También estuve recordando muchas otras cosas y me sorprendió descubrir cuánto llegué a saber de él y, a través de él, de nuestro terruño nativo, de sus personajes, sus mitos, sus leyendas y sus costumbres, de cómo fue mi ciudad creciendo con los años y de cómo evolucionó su historia, incluyendo la historia de la salud mental, de la que él fue no solo testigo, sino también protagonista.
Sí, protagonista y de primera línea, como el primer enfermero jefe del hospital San Camilo, centro asistencial al que estuvo estrechamente ligado no solo en sus orígenes, sino a lo largo de su devenir de tantos lustros.
Estuve recordando sus amenas crónicas orales, su singular servicio militar en la Armada Nacional en el Amazonas y la anecdótica expedición de su cédula militar (en la que por error anotaron que había sido “fusilero” cuando en realidad tenían que escribir “enfermero”), su pase de manejar cicla (un documento público del tamaño de una hoja y cuya copia tengo en mi poder gracias a que él me la regaló un poco antes de la pandemia y que hoy por hoy es un verdadero recuerdo histórico de una época lejana e irrepetible), sus sembradíos de guindas y carambolos en el anchuroso solar de su casa (guindas relacionadas, por cierto, con el arribo de las monjas españolas a nuestros hospitales públicos) y sus caminatas por el centro citadino a la llegada de los diciembres en busca de todo aquello que le posibilitara celebrar cristianamente la Noche de las Velitas, la Novena de Aguinaldos, la Navidad y la Víspera de Año Nuevo.

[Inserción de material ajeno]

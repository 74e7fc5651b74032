//! Dependency index.
//!
//! One persisted record mapping entity identifiers, categories, collections
//! and site-level events to "last changed" watermarks. Two write
//! disciplines coexist and are deliberately not unified:
//!
//! - the **scan path** (`record_*`) reconstructs historical maxima and
//!   max-merges, so a rebuild never regresses a watermark an event already
//!   advanced;
//! - the **event path** (`stamp_*`) represents a genuine new change and
//!   overwrites with "now" unconditionally, so the watermark always moves
//!   forward.
//!
//! Every operation is a read-modify-write of the whole record against the
//! index store partition. Concurrent writers can race; the loser costs one
//! late refresh, never an early serve.

use std::collections::BTreeMap;
use std::sync::Arc;
use std::time::Instant;

use serde::{Deserialize, Serialize};
use tracing::{debug, info, warn};

use crate::config::CacheConfig;
use crate::error::CacheError;
use crate::host::{EntityRecord, Host, Timestamp};
use crate::store::KvStore;

/// Store key the index record is persisted under.
pub const INDEX_KEY: &str = "index";

const METRIC_INDEX_REBUILD_MS: &str = "frammento_index_rebuild_ms";
const METRIC_INDEX_UPDATE_TOTAL: &str = "frammento_index_update_total";

/// Per-entity watermarks, keyed by every stable identifier an entity has.
#[derive(Debug, Clone, Default, PartialEq, Serialize, Deserialize)]
pub struct PageIndex {
    /// `pages.id[identifier]`: both the uuid and the path id of an entity
    /// point at the same watermark.
    #[serde(default)]
    pub id: BTreeMap<String, Timestamp>,
    /// `pages.blueprint[category]`: max modified across the category.
    #[serde(default)]
    pub blueprint: BTreeMap<String, Timestamp>,
    /// Any page mutation at all (event path only).
    #[serde(default, skip_serializing_if = "Option::is_none")]
    pub all: Option<Timestamp>,
}

/// The persisted dependency index record.
#[derive(Debug, Clone, Default, PartialEq, Serialize, Deserialize)]
pub struct DependencyIndex {
    #[serde(default)]
    pub pages: PageIndex,
    #[serde(default)]
    pub collections: BTreeMap<String, Timestamp>,
    #[serde(rename = "site.modified", default, skip_serializing_if = "Option::is_none")]
    pub site_modified: Option<Timestamp>,
    #[serde(rename = "site.update", default, skip_serializing_if = "Option::is_none")]
    pub site_update: Option<Timestamp>,
}

fn merge_max(slot: &mut Option<Timestamp>, candidate: Timestamp) {
    if slot.is_none_or(|current| candidate > current) {
        *slot = Some(candidate);
    }
}

fn merge_max_key(map: &mut BTreeMap<String, Timestamp>, key: &str, candidate: Timestamp) {
    match map.get_mut(key) {
        Some(current) if *current >= candidate => {}
        Some(current) => *current = candidate,
        None => {
            map.insert(key.to_string(), candidate);
        }
    }
}

impl DependencyIndex {
    /// Scan path: record an entity's modified time under both identifiers
    /// and max-merge its category watermark.
    pub fn record_entity(&mut self, entity: &EntityRecord) {
        self.pages.id.insert(entity.uuid.clone(), entity.modified);
        self.pages.id.insert(entity.path_id.clone(), entity.modified);
        merge_max_key(&mut self.pages.blueprint, &entity.blueprint, entity.modified);
    }

    /// Scan path: max-merge a collection watermark.
    pub fn record_collection(&mut self, name: &str, modified: Timestamp) {
        merge_max_key(&mut self.collections, name, modified);
    }

    /// Event path: stamp an entity mutation with a fresh "now".
    pub fn stamp_entity(&mut self, entity: &EntityRecord, now: Timestamp) {
        self.pages
            .blueprint
            .insert(entity.blueprint.clone(), now);
        self.pages.id.insert(entity.uuid.clone(), now);
        self.pages.id.insert(entity.path_id.clone(), now);
        self.pages.all = Some(now);
        self.site_modified = Some(now);
    }

    /// Event path: stamp a collection the mutated entity belongs to.
    pub fn stamp_collection(&mut self, name: &str, now: Timestamp) {
        self.collections.insert(name.to_string(), now);
    }

    /// Event path: stamp a whole-site mutation.
    pub fn stamp_site(&mut self, now: Timestamp) {
        self.site_update = Some(now);
        self.site_modified = Some(now);
    }

    /// Scan path: merge the site-wide modified time without touching
    /// `site.update`.
    pub fn merge_site_modified(&mut self, modified: Timestamp) {
        merge_max(&mut self.site_modified, modified);
    }
}

/// Read-modify-write orchestration of the index record against the store
/// and the host.
#[derive(Clone)]
pub struct Indexer {
    config: Arc<CacheConfig>,
    store: Arc<dyn KvStore>,
    host: Arc<dyn Host>,
}

impl Indexer {
    pub fn new(config: Arc<CacheConfig>, store: Arc<dyn KvStore>, host: Arc<dyn Host>) -> Self {
        Self {
            config,
            store,
            host,
        }
    }

    /// The persisted index, or `None` if it has never been built. A record
    /// that fails to deserialize is discarded (the next rebuild replaces
    /// it) rather than treated as an error.
    pub fn load(&self) -> Result<Option<DependencyIndex>, CacheError> {
        let Some(raw) = self.store.get(INDEX_KEY)? else {
            return Ok(None);
        };
        match serde_json::from_value(raw) {
            Ok(index) => Ok(Some(index)),
            Err(err) => {
                warn!(error = %err, "Discarding malformed dependency index record");
                Ok(None)
            }
        }
    }

    fn load_or_default(&self) -> Result<DependencyIndex, CacheError> {
        Ok(self.load()?.unwrap_or_default())
    }

    fn save(&self, index: &DependencyIndex) -> Result<(), CacheError> {
        let raw = serde_json::to_value(index).map_err(crate::error::StoreError::from)?;
        self.store.set(INDEX_KEY, raw, 0)?;
        Ok(())
    }

    /// The index, built on the spot if it does not exist yet. This is the
    /// lazy bootstrap path `watch` relies on; the cold-start scan is paid
    /// once.
    pub fn ensure(&self) -> Result<DependencyIndex, CacheError> {
        if let Some(index) = self.load()? {
            return Ok(index);
        }
        self.rebuild()?;
        self.load_or_default()
    }

    /// Scan path: index one entity.
    pub fn index_entity(&self, entity: &EntityRecord) -> Result<(), CacheError> {
        let mut index = self.load_or_default()?;
        index.record_entity(entity);
        self.save(&index)
    }

    /// Scan path: index the most recently modified member of a named
    /// collection. An unknown or empty collection is a no-op; no null or
    /// zero watermark is ever written.
    pub fn index_collection(&self, name: &str) -> Result<(), CacheError> {
        let Some(latest) = self.host.collection_latest(name) else {
            debug!(collection = name, "Skipping empty collection");
            return Ok(());
        };
        let mut index = self.load_or_default()?;
        index.record_collection(name, latest.modified);
        self.save(&index)
    }

    /// Event path: an entity was mutated. Stamps a fresh "now" into its
    /// category, both identifiers, `pages.all`, `site.modified`, and every
    /// configured collection the entity is currently a member of.
    pub fn update_entity(&self, entity: &EntityRecord) -> Result<(), CacheError> {
        let now = self.host.now();
        let mut index = self.load_or_default()?;
        index.stamp_entity(entity, now);

        for name in self.config.collections.names() {
            if self.host.collection_contains(name, entity) {
                index.stamp_collection(name, now);
            }
        }

        self.save(&index)?;
        metrics::counter!(METRIC_INDEX_UPDATE_TOTAL, "kind" => "entity").increment(1);
        Ok(())
    }

    /// Event path: a whole-site mutation.
    pub fn site_update(&self) -> Result<(), CacheError> {
        let now = self.host.now();
        let mut index = self.load_or_default()?;
        index.stamp_site(now);
        self.save(&index)?;
        metrics::counter!(METRIC_INDEX_UPDATE_TOTAL, "kind" => "site").increment(1);
        Ok(())
    }

    /// Full rebuild from an entity scan. Safe to run while readers are
    /// active: each entity is its own read-modify-write, so a reader may
    /// observe a partially built index, which at worst delays one refresh.
    ///
    /// Run rebuilds before trusting event-driven updates, or accept
    /// last-write-wins: the scan max-merges while events overwrite, and no
    /// reconciliation between interleaved sequences is attempted.
    ///
    /// Returns the number of entities indexed.
    pub fn rebuild(&self) -> Result<usize, CacheError> {
        let started_at = Instant::now();
        let entities = self.host.all_entities();

        for entity in &entities {
            self.index_entity(entity)?;
        }

        self.site_update()?;

        for name in self.config.collections.names() {
            self.index_collection(name)?;
        }

        let mut index = self.load_or_default()?;
        index.merge_site_modified(self.host.site_modified());
        self.save(&index)?;

        let elapsed_ms = started_at.elapsed().as_secs_f64() * 1000.0;
        info!(
            entity_count = entities.len(),
            collection_count = self.config.collections.names().len(),
            elapsed_ms,
            "Dependency index rebuilt"
        );
        metrics::histogram!(METRIC_INDEX_REBUILD_MS).record(elapsed_ms);

        Ok(entities.len())
    }
}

Dentro de estas remembranzas decembrinas tenían que estar inevitablemente las veces en que, armados de guitarras y panderetas, rezamos la novena junto a su pesebre y, por supuesto, la fugaz aventura y desventura de “La Banda de Adolfo” aquella noche en que llegamos, en plenas novenas de aguinaldos, con volador a bordo, acordeón, cuerdas y percusión, a despertarlo gritando aquello de “¡¡¡Viva diciembre!!! ¡¡¡Viva!!!” y empezando a cantar enseguida en coro lo de “Alumbra luna, alumbra luna, alumbra luna / que ya me voy pa’ la montaña; // llevo en mi mochilón / café y panela, / y mi corazón / pa’ Micaela; // llevo también mi tamborcito / pa’ entonar un buen merengue; // Y cuando salga el sol, / por la mañana, / contigo yo estaré / en mi cabaña”. Él, que era un buen conservador (de buenos recuerdos, aclaro, para no meterle política), me sorprendió muchos años después —también poco antes de la pandemia— entregándome una fotocopia en colores de las “tarjetas” que yo elaboré en aquella ocasión, a mano y al calor de una cerveza Águila ¡vaya paradoja! bien helada, y que fui repartiendo en cada una de las casas de los desdichados amigos que, con la paciencia del santo Job, tuvieron que soportarse aquella —llamémosla así— “serenata”.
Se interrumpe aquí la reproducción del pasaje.